RD Sharma Solutions for Class 6 Maths Chapter 1 Exercise 1.5 PDF

RD Sharma Solutions for Class 6 Maths Chapter 1 Exercise 1.5 provide clear and detailed explanations to help students understand and solve problems related to large numbers, unit conversions, and basic arithmetic operations.

This exercise focuses on applying place value concepts to real-life situations, such as calculating weights, populations, distances, and money-related problems. The step-by-step solutions make it easier for students to grasp each concept and practice confidently, building a strong foundation in number sense and problem-solving skills essential for Class 6 Maths.

RD Sharma Solutions for Class 6 Maths Chapter 1 Exercise 1.5 Overview

Exercise 1.5 of Class 6 Maths focuses on solving real-life problems involving large numbers, basic arithmetic operations, and unit conversions. Students learn to handle quantities related to weight, population, distance, money, and time. It helps strengthen their ability to apply addition, subtraction, multiplication, and division in day-to-day situations, and enhances their understanding of metric units like grams, kilograms, meters, liters, and their conversions.

Key Points:

• Practice of real-life word problems using large numbers

• Use of basic operations: addition, subtraction, multiplication, and division

• Understanding metric conversions: mg to g, g to kg, cm to m, etc.

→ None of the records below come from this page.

//! The cookie string codec.
//!
//! Pure functions over the raw cookie string: locating and decoding one
//! cookie, enumerating all of them, and assembling the attribute string for a
//! write. Nothing here touches the hosting environment; see
//! [`CookieService`](crate::cookies::service::CookieService) for that.

use crate::cookies::encoding::{encode_component, safe_decode};
use crate::cookies::matcher::CookieMatcher;
use crate::cookies::options::{CookieOptions, SameSite};
use std::collections::BTreeMap;
use time::format_description::BorrowedFormatItem;
use time::macros::{datetime, format_description};
use time::{OffsetDateTime, UtcOffset};

/// `Thu, 01 Jan 1970 00:00:01 GMT`, the expiry written when deleting.
pub const DELETION_INSTANT: OffsetDateTime = datetime!(1970-01-01 0:00:01 UTC);

/// IMF-fixdate, e.g. `Sun, 10 Mar 2024 12:00:00 GMT`.
const EXPIRES_FORMAT: &[BorrowedFormatItem<'static>] = format_description!(
    "[weekday repr:short], [day] [month repr:short] [year] [hour]:[minute]:[second] GMT"
);

/// Format an instant the way `expires=` expects it.
pub fn format_expires(at: OffsetDateTime) -> Option<String> {
    at.to_offset(UtcOffset::UTC).format(EXPIRES_FORMAT).ok()
}

/// Whether a cookie with this (unencoded) name appears in `raw`.
pub fn contains(raw: &str, name: &str) -> bool {
    match CookieMatcher::new(&encode_component(name)) {
        Ok(matcher) => matcher.is_match(raw),
        Err(e) => {
            tracing::debug!(name = %name, error = %e, "cookie matcher rejected");
            false
        }
    }
}

/// The decoded value of the named cookie, `None` if absent.
///
/// An empty stored value reads as `Some("")`.
pub fn find(raw: &str, name: &str) -> Option<String> {
    let matcher = match CookieMatcher::new(&encode_component(name)) {
        Ok(matcher) => matcher,
        Err(e) => {
            tracing::debug!(name = %name, error = %e, "cookie matcher rejected");
            return None;
        }
    };

    matcher.capture_value(raw).map(|value| {
        if value.is_empty() {
            String::new()
        } else {
            safe_decode(value)
        }
    })
}

/// Decode every `name=value` pair of a raw cookie string.
///
/// Segments are split on `;`, then once on the first `=`. A single leading
/// space is stripped from each name; any further whitespace is kept. Later
/// duplicates replace earlier ones. Segments with neither a name nor a value
/// are skipped.
pub fn parse_all(raw: &str) -> BTreeMap<String, String> {
    let mut cookies = BTreeMap::new();
    if raw.is_empty() {
        return cookies;
    }

    for segment in raw.split(';') {
        let (name, value) = segment.split_once('=').unwrap_or((segment, ""));
        let name = name.strip_prefix(' ').unwrap_or(name);
        if name.is_empty() && value.is_empty() {
            continue;
        }
        cookies.insert(safe_decode(name), safe_decode(value));
    }

    cookies
}

/// An assembled `Set-Cookie`-style line.
#[derive(Debug, Clone, PartialEq, Eq)]
pub struct SerializedCookie {
    pub line: String,
    /// `secure` was forced on because of `SameSite=None`.
    pub secure_coerced: bool,
}

/// Assemble the cookie line for a write.
///
/// Attribute order is fixed: `name=value;`, `expires=`, `path=`, `domain=`,
/// `secure;`, `sameSite=`. `sameSite` is always written. A `SameSite=None`
/// cookie is always written `secure`; forcing it logs one warning.
pub fn serialize(
    name: &str,
    value: &str,
    options: &CookieOptions,
    now: OffsetDateTime,
) -> SerializedCookie {
    let mut line = format!("{}={};", encode_component(name), encode_component(value));

    if let Some(expires) = options.expires {
        match expires.resolve(now).and_then(format_expires) {
            Some(formatted) => {
                line.push_str("expires=");
                line.push_str(&formatted);
                line.push(';');
            }
            None => tracing::debug!(name = %name, ?expires, "cookie expiry omitted"),
        }
    }

    if let Some(path) = options.path.as_deref().filter(|p| !p.is_empty()) {
        line.push_str("path=");
        line.push_str(path);
        line.push(';');
    }

    if let Some(domain) = options.domain.as_deref().filter(|d| !d.is_empty()) {
        line.push_str("domain=");
        line.push_str(domain);
        line.push(';');
    }

    let secure_coerced = options.same_site == SameSite::None && !options.secure;
    if secure_coerced {
        tracing::warn!(
            name = %name,
            "cookie {} was forced with secure flag because sameSite=None",
            name
        );
    }
    if options.secure || secure_coerced {
        line.push_str("secure;");
    }

    line.push_str("sameSite=");
    line.push_str(options.same_site.as_str());
    line.push(';');

    SerializedCookie {
        line,
        secure_coerced,
    }
}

• Applications include money transactions, distances, weights, and quantities

• Enhances logical thinking and daily math usage

RD Sharma Solutions for Class 6 Maths Chapter 1 Exercise 1.5 Question Answers

Here are the solutions below to help you understand and solve all the questions from this exercise easily. Use these solutions to practice, revise, and prepare effectively for your exams.

Exercise 1.5 page: 1.21

1. How many milligrams make one kilogram?

Solution:

One million or ten lakh milligrams make one kilogram.

2. A box of medicine tablets contains 2, 00, 000 tablets each weighing 20mg. What is the total weight of all the tablets in the box in grams? In kilograms?

Solution:

It is given that

Weight of each tablet = 20mg

So we get

Weight of 2, 00, 000 tablets = 2, 00, 000 × 20

We get the weight of 2, 00, 000 tablets = 40, 00, 000mg

We know that

Total weight of tablets in the box = 40, 00, 000mg

It can be written as

1g = 1000mg

So the weight of box having tablets = 40, 00, 000/ 1000 = 4000g

We know that 1kg = 1000g

So the weight of box having tablets = 4000/ 1000 = 4kg

Therefore, the total weight of all the tablets in the box is 4000g or 4kg.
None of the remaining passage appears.